Background: Regulation of gene expression in Plasmodium falciparum (Pf) remains poorly understood. While over half the genes are estimated to be regulated at the transcriptional level, few regulatory motifs and transcription regulators have been found.

Results: The study seeks to identify putative regulatory motifs in the upstream regions of 13 functional groups of genes expressed in the intraerythrocytic developmental cycle of Pf. Three motif-discovery programs were used for the purpose, and motifs were searched for only on the gene coding strand. Four motifs -- the 'G-rich', the 'C-rich', the 'TGTG' and the 'CACA' motifs -- were identified, and zero to all four of these occur in the 13 sets of upstream regions. The 'CACA motif' was absent in functional groups expressed during the ring to early trophozoite transition. For functional groups expressed in each transition, the motifs tended to be similar. Upstream motifs in some functional groups showed 'positional conservation' by occurring at similar positions relative to the translational start site (TLS); this increases their significance as regulatory motifs.

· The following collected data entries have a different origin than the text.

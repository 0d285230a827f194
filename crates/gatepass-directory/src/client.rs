// SPDX-FileCopyrightText: 2026 Gatepass Contributors
// SPDX-License-Identifier: MIT OR Apache-2.0

//! HTTP client for the identity provider.
//!
//! Provides [`DirectoryClient`] which handles request construction, bearer
//! authentication, and the provider's error body shapes. The provider's
//! field names (`pk`, `single_use`, `fixed_data`, `itoken`) are confined to
//! this crate.

use std::time::Duration;

use async_trait::async_trait;
use gatepass_core::types::{
    CreateInvitationParams, DirectoryUser, FlowInfo, Invitation, InvitationOutcome,
};
use gatepass_core::{DirectoryApi, GatepassError};
use reqwest::header::{HeaderMap, HeaderValue};
use reqwest::StatusCode;
use tracing::{debug, warn};

use crate::types::{CreateInvitationRequest, FixedData, FlowWire, Paginated, UserWire};

/// HTTP client for the identity provider's invitation, flow, and user APIs.
#[derive(Debug, Clone)]
pub struct DirectoryClient {
    client: reqwest::Client,
    base_url: String,
}

impl DirectoryClient {
    /// Creates a client for the provider at `api_url`, authenticating every
    /// request with `api_token`.
    pub fn new(api_url: &str, api_token: &str) -> Result<Self, GatepassError> {
        let mut headers = HeaderMap::new();
        let mut auth = HeaderValue::from_str(&format!("Bearer {api_token}")).map_err(|e| {
            GatepassError::Config(format!("invalid API token header value: {e}"))
        })?;
        auth.set_sensitive(true);
        headers.insert("authorization", auth);
        headers.insert("content-type", HeaderValue::from_static("application/json"));

        let client = reqwest::Client::builder()
            .default_headers(headers)
            .timeout(Duration::from_secs(30))
            .build()
            .map_err(|e| GatepassError::Directory {
                message: format!("failed to build HTTP client: {e}"),
                source: Some(Box::new(e)),
            })?;

        Ok(Self {
            client,
            base_url: api_url.trim_end_matches('/').to_string(),
        })
    }

    fn url(&self, endpoint: &str) -> String {
        format!("{}{endpoint}", self.base_url)
    }

    async fn send(&self, request: reqwest::RequestBuilder) -> Result<reqwest::Response, GatepassError> {
        request.send().await.map_err(|e| GatepassError::Directory {
            message: format!("HTTP request failed: {e}"),
            source: Some(Box::new(e)),
        })
    }

    /// Reads an error response body and extracts the provider's message.
    async fn error_from(response: reqwest::Response) -> GatepassError {
        let status = response.status();
        let body = response.text().await.unwrap_or_default();
        GatepassError::Directory {
            message: extract_error_message(status, &body),
            source: None,
        }
    }

    async fn parse<T: serde::de::DeserializeOwned>(
        response: reqwest::Response,
    ) -> Result<T, GatepassError> {
        let body = response.text().await.map_err(|e| GatepassError::Directory {
            message: format!("failed to read response body: {e}"),
            source: Some(Box::new(e)),
        })?;
        serde_json::from_str(&body).map_err(|e| GatepassError::Directory {
            message: format!("failed to parse provider response: {e}"),
            source: Some(Box::new(e)),
        })
    }
}

#[async_trait]
impl DirectoryApi for DirectoryClient {
    async fn create_invitation(
        &self,
        params: CreateInvitationParams,
    ) -> Result<InvitationOutcome, GatepassError> {
        let expires = params.expiry.millis().map(|ms| {
            (chrono::Utc::now() + chrono::Duration::milliseconds(ms as i64))
                .format("%Y-%m-%dT%H:%M:%S%.3fZ")
                .to_string()
        });

        let fixed_data = if params.creator_username.is_some() || !params.invite_groups.is_empty() {
            Some(FixedData {
                invited_by: params.creator_username.clone(),
                invite_groups: if params.invite_groups.is_empty() {
                    None
                } else {
                    Some(params.invite_groups.clone())
                },
            })
        } else {
            None
        };

        let body = CreateInvitationRequest {
            name: slugify(&params.name),
            expires,
            single_use: params.single_use,
            flow: params.flow_pk.clone(),
            fixed_data,
        };

        let response = self
            .send(
                self.client
                    .post(self.url("/api/v3/stages/invitation/invitations/"))
                    .json(&body),
            )
            .await?;
        if !response.status().is_success() {
            return Err(Self::error_from(response).await);
        }

        let invitation: Invitation = Self::parse(response).await?;
        let invite_url = format!(
            "{}/if/flow/{}/?itoken={}",
            self.base_url, params.flow_slug, invitation.pk
        );
        debug!(pk = %invitation.pk, "invitation created");

        Ok(InvitationOutcome {
            invitation,
            invite_url,
        })
    }

    async fn get_invitation(&self, pk: &str) -> Result<Option<Invitation>, GatepassError> {
        let response = self
            .send(
                self.client
                    .get(self.url(&format!("/api/v3/stages/invitation/invitations/{pk}/"))),
            )
            .await?;
        match response.status() {
            StatusCode::NOT_FOUND => Ok(None),
            status if status.is_success() => Ok(Some(Self::parse(response).await?)),
            _ => Err(Self::error_from(response).await),
        }
    }

    async fn delete_invitation(&self, pk: &str) -> Result<bool, GatepassError> {
        let response = self
            .send(
                self.client
                    .delete(self.url(&format!("/api/v3/stages/invitation/invitations/{pk}/"))),
            )
            .await?;
        if response.status().is_success() {
            Ok(true)
        } else {
            let err = Self::error_from(response).await;
            warn!(pk, error = %err, "invitation delete rejected");
            Ok(false)
        }
    }

    async fn get_flow(&self, slug: &str) -> Result<Option<FlowInfo>, GatepassError> {
        let response = self
            .send(
                self.client
                    .get(self.url("/api/v3/flows/instances/"))
                    .query(&[("slug", slug)]),
            )
            .await?;
        if !response.status().is_success() {
            return Err(Self::error_from(response).await);
        }
        let page: Paginated<FlowWire> = Self::parse(response).await?;
        Ok(page.results.into_iter().next().map(|flow| FlowInfo {
            name: flow.display_name(),
            pk: flow.pk,
            slug: flow.slug,
        }))
    }

    async fn list_flows(&self) -> Result<Vec<FlowInfo>, GatepassError> {
        let response = self
            .send(
                self.client
                    .get(self.url("/api/v3/flows/instances/"))
                    .query(&[("designation", "enrollment")]),
            )
            .await?;
        if !response.status().is_success() {
            return Err(Self::error_from(response).await);
        }
        let page: Paginated<FlowWire> = Self::parse(response).await?;
        Ok(page
            .results
            .into_iter()
            .map(|flow| FlowInfo {
                name: flow.display_name(),
                pk: flow.pk,
                slug: flow.slug,
            })
            .collect())
    }

    async fn search_users(&self, query: &str) -> Result<Vec<DirectoryUser>, GatepassError> {
        let response = self
            .send(
                self.client
                    .get(self.url("/api/v3/core/users/"))
                    .query(&[("search", query), ("ordering", "username"), ("page_size", "10")]),
            )
            .await?;
        if !response.status().is_success() {
            return Err(Self::error_from(response).await);
        }
        let page: Paginated<UserWire> = Self::parse(response).await?;
        Ok(page
            .results
            .into_iter()
            .map(|user| DirectoryUser {
                id: user.pk.to_string(),
                username: user.username,
                name: user.name,
                email: user.email,
            })
            .collect())
    }

    async fn get_user(&self, id: &str) -> Result<Option<DirectoryUser>, GatepassError> {
        let response = self
            .send(self.client.get(self.url(&format!("/api/v3/core/users/{id}/"))))
            .await?;
        match response.status() {
            StatusCode::NOT_FOUND => Ok(None),
            status if status.is_success() => {
                let user: UserWire = Self::parse(response).await?;
                Ok(Some(DirectoryUser {
                    id: user.pk.to_string(),
                    username: user.username,
                    name: user.name,
                    email: user.email,
                }))
            }
            _ => Err(Self::error_from(response).await),
        }
    }
}

/// Turn a display name into a provider-safe slug: lowercase alphanumerics
/// and hyphens, at most 50 characters. Empty input gets a timestamped
/// fallback.
pub fn slugify(name: &str) -> String {
    let mut slug = String::new();
    let mut last_hyphen = true;
    for c in name.to_lowercase().chars() {
        if c.is_ascii_alphanumeric() {
            slug.push(c);
            last_hyphen = false;
        } else if (c.is_whitespace() || c == '-') && !last_hyphen {
            slug.push('-');
            last_hyphen = true;
        }
    }
    let slug: String = slug.trim_end_matches('-').chars().take(50).collect();
    let slug = slug.trim_end_matches('-').to_string();
    if slug.is_empty() {
        format!("invite-{}", chrono::Utc::now().timestamp_millis())
    } else {
        slug
    }
}

/// Extracts a human-readable message from the provider's error body.
///
/// Precedence: `detail`, then `non_field_errors`, then field-keyed error
/// lists, then the raw status and body.
fn extract_error_message(status: StatusCode, body: &str) -> String {
    let Ok(value) = serde_json::from_str::<serde_json::Value>(body) else {
        return format!("provider returned {status}: {body}");
    };
    let Some(map) = value.as_object() else {
        return format!("provider returned {status}: {body}");
    };

    if let Some(detail) = map.get("detail").and_then(|v| v.as_str()) {
        return detail.to_string();
    }

    if let Some(errors) = map.get("non_field_errors").and_then(|v| v.as_array()) {
        let joined: Vec<&str> = errors.iter().filter_map(|e| e.as_str()).collect();
        if !joined.is_empty() {
            return joined.join(", ");
        }
    }

    let field_errors: Vec<String> = map
        .iter()
        .filter(|(key, _)| key.as_str() != "detail" && key.as_str() != "non_field_errors")
        .map(|(key, value)| match value.as_array() {
            Some(items) => {
                let msgs: Vec<&str> = items.iter().filter_map(|i| i.as_str()).collect();
                format!("{key}: {}", msgs.join(", "))
            }
            None => format!("{key}: {value}"),
        })
        .collect();
    if !field_errors.is_empty() {
        return field_errors.join("; ");
    }

    format!("provider returned {status}: {body}")
}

In the ribonucleotide synthesis, mitochondrial, proteasome and organellar translation machinery genes, G-rich, C-rich, CACA and TGTG motifs, respectively, occur with striking positional conservation. In the organellar translation machinery group, G-rich motifs occur close to the TLS. The same motifs were sometimes identified for multiple functional groups; differences in location and abundance of the motifs appear to ensure different modes of action.

Conclusion: The identification of positionally conserved over-represented upstream motifs throws light on putative regulatory elements for transcription in Pf.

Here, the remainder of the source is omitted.